I hadn't brought that bird home not because Mom hadn't approved of it. It was because being praised by her would have been more unbearable than anything. If I'd brought it home, Mom surely would have praised me—with a proud smile, having completely forgotten that she'd hit me.
Even if I explained these feelings in words, Brian probably wouldn't understand.
For me, knowing that someone remembered what had happened back then was a kind of salvation. That it was Brian of all people—how sad and happy that made me.
...Surely this love would end with me the only one left stuck in that same mire again.
As if to shake off that thought, I pressed my forehead harder against Brian's shoulder. Whatever was funny about that, Brian let out a small laugh and held me tighter. For some reason, that only made my anxiety worse, and my face stiffened in his arms.
Desperately, I reminded myself just how perfect this scene was—a clean space, a perfectly organized room, a meal made just for me, and Brian holding me.
As if confirming it from a distance, I finally relaxed a little.
Tentatively, I wrapped my arms around Brian's back and squeezed his torso.
Brian returned my embrace firmly, then cupped my cheeks in both hands and kissed me for a long moment.
***
That night, I couldn't fall asleep.
I'd been so sleepy during the day. It had been a day full of things to think about, and the commotion with Brian might have jolted my brain fully awake.
Alone in the wide bed, I tossed and turned again and again, producing nothing but sighs. When I was a child, sleepless nights felt like time would never pass. Now, just letting thoughts drift vaguely through my head, hours flew by while leaving me behind.
Still, it seemed a shallow sleep did come. A twilight doze, like a white night that never fully turns to darkness. In that in-between state, a fragment of a dream brushed my cheek, and I was immediately pulled back to reality. Effectively thirty minutes to an hour of sleep, I supposed. I'd need to make time for a nap tomorrow—today.
Planning this while still half-dreaming, I was caught again in the whirlpool of thoughts. All the voices I'd received over the past few days. Voices welling up from within myself. To those voices, the automatic voice installed in my head repeated its usual fixed phrases.
Eventually, Alan's voice began to play in my head.
That's a promise, the nostalgic voice repeated, and I was responding to it. Don't listen to what he says, the automatic voice repeated.
This is chaos, I thought vaguely—and then I noticed something and bolted upright in the king-size bed. I clearly hadn't gotten enough sleep, yet my mind was fully awake, the fog of thought completely cleared.

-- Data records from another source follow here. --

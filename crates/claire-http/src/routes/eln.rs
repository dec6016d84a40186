//! `POST /api/v1/eln`, `GET /api/v1/eln`, `GET /api/v1/eln/{id}` — submission
//! finalization and retrieval.
//!
//! List/get apply [`claire_rbac::filter_viewable`]/[`claire_rbac::can_view`]
//! after the store returns results; the store itself has no notion of
//! scope, matching the §4.4 split between storage and enforcement.

use bytes::Bytes;
use chrono::{DateTime, Utc};
use claire_core::{ClaireError, Principal};
use claire_submissions::FinalizeRequest;
use http::{Response, Uri};
use serde::Deserialize;

use crate::body::ClaireBody;
use crate::envelope;
use crate::error::HttpError;
use crate::query::query_param;
use crate::state::AppState;

#[derive(Debug, Deserialize)]
struct CreateSubmissionRequest {
    sop_id: String,
    sop_version: String,
    #[serde(default)]
    body: serde_json::Value,
    #[serde(default)]
    attachments: Vec<String>,
    draft_id: Option<String>,
    idempotency_key: Option<String>,
}

/// `POST /api/v1/eln`.
///
/// # Errors
/// Returns whatever [`claire_submissions::SubmissionStore::finalize`]
/// returns: `PermissionDenied`, `NotFound`, `ValidationFailed`, or
/// `KeyCollision` on retry exhaustion.
pub async fn create(
    state: &AppState,
    principal: &Principal,
    body: &Bytes,
) -> Result<Response<ClaireBody>, ClaireError> {
    let request: CreateSubmissionRequest =
        serde_json::from_slice(body).map_err(|e| HttpError::MalformedBody(e.to_string()))?;

    let submission = state
        .submissions
        .finalize(
            principal,
            FinalizeRequest {
                sop_id: request.sop_id,
                sop_version: request.sop_version,
                body: request.body,
                attachment_file_ids: request.attachments,
                draft_id: request.draft_id,
                idempotency_key: request.idempotency_key,
            },
        )
        .await
        .map_err(ClaireError::from)?;

    Ok(envelope::ok(&serde_json::json!({
        "submission_id": submission.submission_id,
        "object_key": submission.object_key,
        "submitted_at": submission.submitted_at,
    })))
}

/// `GET /api/v1/eln/{id}`.
///
/// # Errors
/// Returns [`ClaireError::NotFound`] if no such submission exists, or
/// [`ClaireError::PermissionDenied`] if the caller's scope does not cover it.
pub async fn get(
    state: &AppState,
    principal: &Principal,
    submission_id: &str,
) -> Result<Response<ClaireBody>, ClaireError> {
    let submission = state
        .submissions
        .get(submission_id)
        .await
        .map_err(ClaireError::from)?;
    if !claire_rbac::can_view(principal, &submission) {
        return Err(ClaireError::PermissionDenied("view".to_owned()));
    }
    Ok(envelope::ok(&submission))
}

/// `GET /api/v1/eln` — RBAC-filtered, paged listing.
///
/// # Errors
/// Returns [`ClaireError::Internal`] if the backend listing fails.
pub async fn list(
    state: &AppState,
    principal: &Principal,
    uri: &Uri,
) -> Result<Response<ClaireBody>, ClaireError> {
    let sop_id = query_param(uri, "sop_id");
    let submitter = query_param(uri, "submitter");
    let since: Option<DateTime<Utc>> = query_param(uri, "since")
        .and_then(|v| DateTime::parse_from_rfc3339(&v).ok())
        .map(|dt| dt.with_timezone(&Utc));
    let cursor = query_param(uri, "cursor");
    let limit: usize = query_param(uri, "limit")
        .and_then(|v| v.parse().ok())
        .unwrap_or(50);

    let (submissions, next_cursor) = state
        .submissions
        .list(sop_id.as_deref(), submitter.as_deref(), since, cursor.as_deref(), limit)
        .await
        .map_err(ClaireError::from)?;

    let visible = claire_rbac::filter_viewable(principal, submissions);
    Ok(envelope::ok(&serde_json::json!({
        "items": visible,
        "next_cursor": next_cursor,
    })))
}
//! `/api/v1/drafts` — create, list, update, and delete autosave drafts.
//!
//! Drafts are exclusively owned by their creator (§3); every operation here
//! scopes the [`claire_drafts::DraftStore`] call to the caller's own
//! `principal.subject`, so there is no cross-owner lookup path to guard
//! against in the first place. [`claire_rbac::can_manage_drafts`] still
//! gates update/delete against the `draft:*` permission once the draft is
//! in hand.

use bytes::Bytes;
use claire_core::{ClaireError, Principal};
use claire_rbac::DraftAction;
use http::Response;
use serde::Deserialize;

use crate::body::ClaireBody;
use crate::envelope;
use crate::error::HttpError;
use crate::state::AppState;

#[derive(Debug, Deserialize)]
struct CreateDraftRequest {
    sop_id: String,
    sop_version: String,
    #[serde(default)]
    body: serde_json::Value,
}

#[derive(Debug, Deserialize)]
struct UpdateDraftRequest {
    #[serde(default)]
    body: serde_json::Value,
}

fn required_permission(principal: &Principal, action: DraftAction) -> bool {
    principal.is_admin
        || claire_rbac::any_permission_matches(&principal.permissions, &format!("draft:{}", match action {
            DraftAction::Create => "create",
            DraftAction::Update => "update",
            DraftAction::Delete => "delete",
        }))
}

/// `GET /api/v1/drafts` — the caller's own drafts, optionally filtered by
/// `?sop_id=`.
///
/// # Errors
/// Returns [`ClaireError::Internal`] on an unexpected backend failure.
pub async fn list(
    state: &AppState,
    principal: &Principal,
    sop_id: Option<&str>,
) -> Result<Response<ClaireBody>, ClaireError> {
    let drafts = state
        .drafts
        .list(&principal.subject, sop_id)
        .await
        .map_err(ClaireError::from)?;
    Ok(envelope::ok(&drafts))
}

/// `POST /api/v1/drafts`.
///
/// # Errors
/// Returns [`ClaireError::PermissionDenied`] if the caller lacks
/// `draft:create`, or [`ClaireError::MalformedBody`] on a malformed body.
pub async fn create(
    state: &AppState,
    principal: &Principal,
    body: &Bytes,
) -> Result<Response<ClaireBody>, ClaireError> {
    if !required_permission(principal, DraftAction::Create) {
        return Err(ClaireError::PermissionDenied("draft:create".to_owned()));
    }
    let request: CreateDraftRequest = serde_json::from_slice(body)
        .map_err(|e| HttpError::MalformedBody(e.to_string()))?;

    let draft_id = state
        .drafts
        .create(&principal.subject, &request.sop_id, &request.sop_version, request.body)
        .await
        .map_err(ClaireError::from)?;
    let draft = state
        .drafts
        .get(&principal.subject, &draft_id)
        .await
        .map_err(ClaireError::from)?;
    Ok(envelope::ok(&serde_json::json!({
        "draft_id": draft_id,
        "updated_at": draft.updated_at,
    })))
}

/// `PUT /api/v1/drafts/{id}`.
///
/// # Errors
/// Returns [`ClaireError::NotFound`] if no such draft exists,
/// [`ClaireError::PermissionDenied`] if the caller does not own it or lacks
/// `draft:update`.
pub async fn update(
    state: &AppState,
    principal: &Principal,
    draft_id: &str,
    body: &Bytes,
) -> Result<Response<ClaireBody>, ClaireError> {
    let existing = state
        .drafts
        .get(&principal.subject, draft_id)
        .await
        .map_err(ClaireError::from)?;
    if !claire_rbac::can_manage_drafts(principal, DraftAction::Update, &existing) {
        return Err(ClaireError::PermissionDenied("draft:update".to_owned()));
    }
    let request: UpdateDraftRequest = serde_json::from_slice(body)
        .map_err(|e| HttpError::MalformedBody(e.to_string()))?;

    let (updated_at, checksum) = state
        .drafts
        .update(&principal.subject, draft_id, request.body)
        .await
        .map_err(ClaireError::from)?;
    Ok(envelope::ok(&serde_json::json!({
        "updated_at": updated_at,
        "checksum": checksum,
    })))
}

/// `DELETE /api/v1/drafts/{id}`.
///
/// # Errors
/// Returns [`ClaireError::PermissionDenied`] if the caller does not own the
/// draft or lacks `draft:delete`.
pub async fn delete(
    state: &AppState,
    principal: &Principal,
    draft_id: &str,
) -> Result<Response<ClaireBody>, ClaireError> {
    let existing = state
        .drafts
        .get(&principal.subject, draft_id)
        .await
        .map_err(ClaireError::from)?;
    if !claire_rbac::can_manage_drafts(principal, DraftAction::Delete, &existing) {
        return Err(ClaireError::PermissionDenied("draft:delete".to_owned()));
    }
    state
        .drafts
        .delete(&principal.subject, draft_id)
        .await
        .map_err(ClaireError::from)?;
    Ok(envelope::ok(&serde_json::json!({"deleted": true})))
}
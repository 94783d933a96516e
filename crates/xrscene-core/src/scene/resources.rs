// Copyright 2025 eraflo
//
// Licensed under the Apache License, Version 2.0 (the "License");
// you may not use this file except in compliance with the License.
// You may obtain a copy of the License at
//
//     http://www.apache.org/licenses/LICENSE-2.0
//
// Unless required by applicable law or agreed to in writing, software
// distributed under the License is distributed on an "AS IS" BASIS,
// WITHOUT WARRANTIES OR CONDITIONS OF ANY KIND, either express or implied.
// See the License for the specific language governing permissions and
// limitations under the License.

//! Scene-wide resources shared by every material.

use std::borrow::Cow;
use std::sync::Arc;
use std::time::Duration;

use bytemuck::{Pod, Zeroable};
use glam::{Mat4, Vec3};

use crate::graphics::color::Rgba;
use crate::graphics::device::GpuDevice;
use crate::graphics::error::ResourceError;
use crate::graphics::handle::{SharedHandle, Texture, Uniform};
use crate::graphics::render_state::{RenderState, ResourceStateCache, StateKey};
use crate::graphics::resource::{UniformDescriptor, UniformKind};
use crate::graphics::solid_color::SolidColorTextureCache;

/// Which program scenes are drawn with.
#[derive(Debug, Clone, Copy, PartialEq, Eq, Default)]
pub enum ShadingMode {
    /// Regular lit shading.
    #[default]
    Regular,
    /// The highlight pulse expanding from the highlight position.
    Highlight,
}

/// How triangles are rasterized.
#[derive(Debug, Clone, Copy, PartialEq, Eq, Default)]
pub enum FillMode {
    /// Filled triangles.
    #[default]
    Solid,
    /// Edges only, for every material.
    Wireframe,
}

/// Per-frame scene data, laid out for a uniform block.
#[repr(C)]
#[derive(Debug, Clone, Copy, PartialEq, Pod, Zeroable)]
pub struct SceneUniforms {
    /// World-to-clip transform.
    pub view_projection: [[f32; 4]; 4],
    /// Camera position in world space (xyz).
    pub eye_position: [f32; 4],
    /// Origin of the highlight pulse (xyz).
    pub highlight_position: [f32; 4],
    /// Direction the light travels (xyz).
    pub light_direction: [f32; 4],
    /// Diffuse light color (rgb).
    pub light_color: [f32; 4],
    /// Specular mip levels (x) and seconds since the highlight started (y).
    pub mip_levels_animation_time: [f32; 4],
}

impl Default for SceneUniforms {
    fn default() -> Self {
        Self {
            view_projection: Mat4::IDENTITY.to_cols_array_2d(),
            eye_position: [0.0; 4],
            highlight_position: [0.0; 4],
            light_direction: [0.0, -1.0, 0.0, 0.0],
            light_color: [1.0, 1.0, 1.0, 0.0],
            mip_levels_animation_time: [1.0, 0.0, 0.0, 0.0],
        }
    }
}

/// Sampler uniforms of the material texture slots, shared by every material.
#[derive(Debug, Clone, Default)]
pub struct MaterialSamplers {
    /// Base color slot.
    pub base_color: SharedHandle<Uniform>,
    /// Metallic (b) and roughness (g) slot.
    pub metallic_roughness: SharedHandle<Uniform>,
    /// Tangent-space normal slot.
    pub normal: SharedHandle<Uniform>,
    /// Ambient occlusion slot.
    pub occlusion: SharedHandle<Uniform>,
    /// Emissive slot.
    pub emissive: SharedHandle<Uniform>,
}

impl MaterialSamplers {
    fn create(device: &Arc<dyn GpuDevice>) -> Result<Self, ResourceError> {
        let sampler = |name: &'static str| {
            SharedHandle::<Uniform>::create(device.clone(), |device| {
                device.create_uniform(&UniformDescriptor {
                    name: Cow::Borrowed(name),
                    kind: UniformKind::Sampler,
                    count: 1,
                })
            })
        };
        Ok(Self {
            base_color: sampler("u_baseColorTexture")?,
            metallic_roughness: sampler("u_metallicRoughnessTexture")?,
            normal: sampler("u_normalTexture")?,
            occlusion: sampler("u_occlusionTexture")?,
            emissive: sampler("u_emissiveTexture")?,
        })
    }
}

/// Global state every scene renders with: the device, render-state tables,
/// flat color textures, camera and light uniforms and the highlight animation.
#[derive(Debug)]
pub struct SceneResources {
    device: Arc<dyn GpuDevice>,
    state_cache: &'static ResourceStateCache,
    solid_colors: SolidColorTextureCache,
    samplers: MaterialSamplers,
    uniforms: SceneUniforms,
    reverse_z: bool,
    front_counter_clockwise: bool,
    fill_mode: FillMode,
    shading_mode: ShadingMode,
    highlight_start: Duration,
}

impl SceneResources {
    /// Creates the shared samplers on `device`.
    /// ## Errors
    /// * `ResourceError` - If a sampler uniform cannot be created.
    pub fn new(device: Arc<dyn GpuDevice>) -> Result<Self, ResourceError> {
        let samplers = MaterialSamplers::create(&device)?;
        Ok(Self {
            device,
            state_cache: ResourceStateCache::global(),
            solid_colors: SolidColorTextureCache::new(),
            samplers,
            uniforms: SceneUniforms::default(),
            reverse_z: false,
            front_counter_clockwise: false,
            fill_mode: FillMode::Solid,
            shading_mode: ShadingMode::Regular,
            highlight_start: Duration::ZERO,
        })
    }

    /// The device resources are created on.
    pub fn device(&self) -> &Arc<dyn GpuDevice> {
        &self.device
    }

    /// The shared material samplers.
    pub fn samplers(&self) -> &MaterialSamplers {
        &self.samplers
    }

    /// The uniform block as last updated.
    pub fn uniforms(&self) -> &SceneUniforms {
        &self.uniforms
    }

    /// Stores the camera of the view about to be drawn.
    pub fn set_view_projection(&mut self, view: Mat4, projection: Mat4) {
        self.uniforms.view_projection = (projection * view).to_cols_array_2d();
        self.uniforms.eye_position = view.inverse().w_axis.to_array();
    }

    /// Sets the directional light.
    pub fn set_light(&mut self, direction: Vec3, diffuse_color: Vec3) {
        self.uniforms.light_direction = direction.extend(0.0).to_array();
        self.uniforms.light_color = diffuse_color.extend(0.0).to_array();
    }

    /// Restarts the highlight pulse at `location`.
    pub fn start_highlight_animation(&mut self, location: Vec3, total_elapsed: Duration) {
        self.highlight_start = total_elapsed;
        self.uniforms.mip_levels_animation_time[1] = 0.0;
        self.uniforms.highlight_position = location.extend(0.0).to_array();
    }

    /// Advances the highlight pulse to `total_elapsed`.
    pub fn update_animation_time(&mut self, total_elapsed: Duration) {
        self.uniforms.mip_levels_animation_time[1] =
            total_elapsed.saturating_sub(self.highlight_start).as_secs_f32();
    }

    /// Seconds since the highlight pulse started.
    pub fn animation_time(&self) -> f32 {
        self.uniforms.mip_levels_animation_time[1]
    }

    /// Selects the depth test direction of subsequent states.
    pub fn set_depth_func_reversed(&mut self, reverse_z: bool) {
        self.reverse_z = reverse_z;
    }

    /// `true` when depth tests pass for greater values.
    pub fn depth_func_reversed(&self) -> bool {
        self.reverse_z
    }

    /// Sets which winding is front facing.
    pub fn set_front_face_counter_clockwise(&mut self, counter_clockwise: bool) {
        self.front_counter_clockwise = counter_clockwise;
    }

    /// `true` when counter-clockwise triangles face the camera.
    pub fn front_face_counter_clockwise(&self) -> bool {
        self.front_counter_clockwise
    }

    /// Sets the fill mode of every material.
    pub fn set_fill_mode(&mut self, mode: FillMode) {
        self.fill_mode = mode;
    }

    /// The current fill mode.
    pub fn fill_mode(&self) -> FillMode {
        self.fill_mode
    }

    /// Sets the program scenes are drawn with.
    pub fn set_shading_mode(&mut self, mode: ShadingMode) {
        self.shading_mode = mode;
    }

    /// The current shading mode.
    pub fn shading_mode(&self) -> ShadingMode {
        self.shading_mode
    }

    /// The combined render state of a material under the current winding and depth direction.
    pub fn set_state(
        &self,
        blended: bool,
        double_sided: bool,
        wireframe: bool,
        disable_depth_write: bool,
    ) -> RenderState {
        self.state_cache.combine(StateKey {
            blended,
            double_sided,
            wireframe,
            front_counter_clockwise: self.front_counter_clockwise,
            reverse_z: self.reverse_z,
            disable_depth_write,
        })
    }

    /// Returns the shared 1x1 texture of `color`.
    /// ## Errors
    /// * `ResourceError` - If the texture cannot be created.
    pub fn create_solid_color_texture(
        &self,
        color: Rgba,
    ) -> Result<SharedHandle<Texture>, ResourceError> {
        self.solid_colors.get_or_create(&self.device, color)
    }

    /// The pool of flat color textures.
    pub fn solid_colors(&self) -> &SolidColorTextureCache {
        &self.solid_colors
    }
}

#[cfg(test)]
mod tests {
    use super::*;
    use approx::assert_relative_eq;

    #[test]
    fn test_animation_time_counts_from_highlight_start() {
        let mut resources = crate::testing::resources();
        resources.start_highlight_animation(Vec3::ONE, Duration::from_secs(2));
        resources.update_animation_time(Duration::from_millis(3500));
        assert_relative_eq!(resources.animation_time(), 1.5);
        assert_eq!(resources.uniforms().highlight_position, [1.0, 1.0, 1.0, 0.0]);
    }

    #[test]
    fn test_animation_time_never_negative() {
        let mut resources = crate::testing::resources();
        resources.start_highlight_animation(Vec3::ZERO, Duration::from_secs(5));
        resources.update_animation_time(Duration::from_secs(1));
        assert_eq!(resources.animation_time(), 0.0);
    }

    #[test]
    fn test_state_follows_depth_direction() {
        let mut resources = crate::testing::resources();
        let forward = resources.set_state(false, false, false, false);
        assert!(forward.contains(RenderState::DEPTH_TEST_LESS));

        resources.set_depth_func_reversed(true);
        let reversed = resources.set_state(false, false, false, false);
        assert!(reversed.contains(RenderState::DEPTH_TEST_GREATER));
        assert!(!reversed.contains(RenderState::DEPTH_TEST_LESS));
    }

    #[test]
    fn test_eye_position_is_camera_translation() {
        let mut resources = crate::testing::resources();
        let camera = Mat4::from_translation(Vec3::new(1.0, 2.0, 3.0));
        resources.set_view_projection(camera.inverse(), Mat4::IDENTITY);
        let eye = resources.uniforms().eye_position;
        assert_relative_eq!(eye[0], 1.0, epsilon = 1e-5);
        assert_relative_eq!(eye[1], 2.0, epsilon = 1e-5);
        assert_relative_eq!(eye[2], 3.0, epsilon = 1e-5);
    }

    #[test]
    fn test_solid_colors_are_shared() {
        let resources = crate::testing::resources();
        let a = resources.create_solid_color_texture(Rgba::WHITE).unwrap();
        let b = resources.create_solid_color_texture(Rgba::WHITE).unwrap();
        assert!(a.ptr_eq(&b));
        assert_eq!(resources.solid_colors().len(), 1);
    }
}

"No way... I can't remember."
Murmuring in stunned disbelief, I sat in the middle of the bed and desperately set my mind spinning. Until just yesterday I could recall it clearly, but now I could tell there was a gap in my memory, as if worms had eaten away at just that part, and my confusion deepened.
It should have been stored in my head. His frightened face, his angry face, his troubled face, his rare precious smiles—whenever I talked about him, his image had always played vividly in the corner of my mind.
And yet, for some reason, I now couldn't remember Alan's face at all.